With ebola going on in the news, if I get a fever, I don’t want me or a doc to have to stop and wonder if it’s ‘just the flu’. And I don’t want to be sitting in a doctor’s waiting room with sick people to get my shot. So I went to the supermarket pharmacy.

It’s, the pharmacist said, the same type as last year’s. Which isn’t the one, as I recall, that gives me laryngitis…funny to say, there is one type of flu vaccine that does. Dunno why. No, this one just makes the arm sore. Jane got tetanus in one arm and a flu shot in the other, and has two sore sides. Me, being stupid, I had the shot in the arm I regularly sleep on. Doh. Won’t do that again.

At any rate I am now flu-proof, or will be in a couple of weeks as the immune response cranks up.

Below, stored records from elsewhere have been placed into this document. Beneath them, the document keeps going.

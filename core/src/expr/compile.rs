//! Expression compilation against a [`ColumnResolver`].

use pgrest_types::Operator;
use serde_json::Value as JsonValue;

use crate::error::{PgRestError, Result};
use crate::filter::Filter;
use crate::query::Orderer;
use crate::schema::ColumnResolver;
use crate::value::Value;

use super::{Assignment, Expr, OrderExpr, Projection, Property, Receiver};

fn resolve(resolver: &dyn ColumnResolver, property: &Property) -> Result<String> {
    resolver
        .resolve(property.name())
        .map(str::to_owned)
        .ok_or_else(|| {
            PgRestError::InvalidExpression(format!(
                "`{}` is not a column of `{}`",
                property.name(),
                resolver.table_name()
            ))
        })
}

/// Compiles a predicate into a [`Filter`] tree.
pub fn compile_predicate(expr: impl Into<Expr>, resolver: &dyn ColumnResolver) -> Result<Filter> {
    let result = compile_expr(expr.into(), resolver);
    if let Err(err) = &result {
        crate::pgrest_trace_reject!(err);
    }
    result
}

fn compile_expr(expr: Expr, resolver: &dyn ColumnResolver) -> Result<Filter> {
    match expr {
        Expr::Compare {
            property,
            operator,
            value,
        } => Filter::from_value(resolve(resolver, &property)?, operator, value),
        Expr::Call {
            property,
            receiver,
            method,
            argument,
        } => compile_call(&property, receiver, &method, argument, resolver),
        Expr::And(left, right) => Filter::and(vec![
            compile_expr(*left, resolver)?,
            compile_expr(*right, resolver)?,
        ]),
        Expr::Or(left, right) => Filter::or(vec![
            compile_expr(*left, resolver)?,
            compile_expr(*right, resolver)?,
        ]),
        Expr::Not(inner) => Ok(Filter::negate(compile_expr(*inner, resolver)?)),
    }
}

fn compile_call(
    property: &Property,
    receiver: Receiver,
    method: &str,
    argument: Value,
    resolver: &dyn ColumnResolver,
) -> Result<Filter> {
    if method != "contains" || receiver == Receiver::Scalar {
        return Err(PgRestError::UnsupportedOperation(format!(
            "`{method}` on `{}`",
            property.name()
        )));
    }

    let column = resolve(resolver, property)?;
    let Value::Scalar(literal) = argument else {
        let operator = match receiver {
            Receiver::Text => Operator::Like,
            _ => Operator::Contains,
        };
        return Err(PgRestError::UnsupportedOperator {
            operator,
            category: argument.category(),
        });
    };

    match receiver {
        Receiver::Text => Filter::comparison(column, Operator::Like, format!("*{literal}*")),
        _ => Filter::list(column, Operator::Contains, vec![literal]),
    }
}

/// Compiles an update assignment into `(column, value)`.
pub fn compile_assignment<M>(
    assignment: Assignment<M>,
    resolver: &dyn ColumnResolver,
) -> Result<(String, JsonValue)> {
    let column = resolve(resolver, &assignment.property)?;
    Ok((column, assignment.value))
}

/// Compiles a projection into its ordered column names.
pub fn compile_projection<M>(
    projection: &Projection<M>,
    resolver: &dyn ColumnResolver,
) -> Result<Vec<String>> {
    if projection.properties.is_empty() {
        return Err(PgRestError::InvalidExpression(
            "projection selects no columns".to_owned(),
        ));
    }
    projection
        .properties
        .iter()
        .map(|property| resolve(resolver, property))
        .collect()
}

/// Compiles a sort key into an [`Orderer`] on the root table.
pub fn compile_order<M>(order: OrderExpr<M>, resolver: &dyn ColumnResolver) -> Result<Orderer> {
    let column = resolve(resolver, &order.property)?;
    Ok(Orderer {
        foreign_table: None,
        column,
        ordering: order.ordering,
        null_position: order.null_position,
    })
}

Don’t believe it about ‘teachers never get the flu.’ I swear in my years in classroom, I had the flu. I had respiratory crud. I had gut crud. I lived alone at the time, and there were days I was too sick to stand up long enough to trust with a cooking chore—might leave the burner on. I’ll tell you chicken soup straight from the can with no heating is real yucky.

Then they got the flu vaccine, and I have not had the flu since, tra-la! Some unlucky souls don’t do so well with it, but since I’ve started doing that annually I haven’t even had a winter cold very often—a few sinus infections that started actually with allergy, but not the fevers and sniffles sort of common cold. Which I am also happy to do without.

Pneumonia shot wasn’t so good for me: had it last year and won’t have to have it again for, they say, five years, by which time I hope they have changed the base. I broke out in a massive plaque welt at the injection, really nasty—‘they had to fill out a report for the CDC’ kind of bad welt. So maybe it was the base for the vaccine, and they’ll improve it in five years. That was nasty.

Flu shot looks to be maybe 3 days of heat and soreness in the arm, no laryngitis—good thing.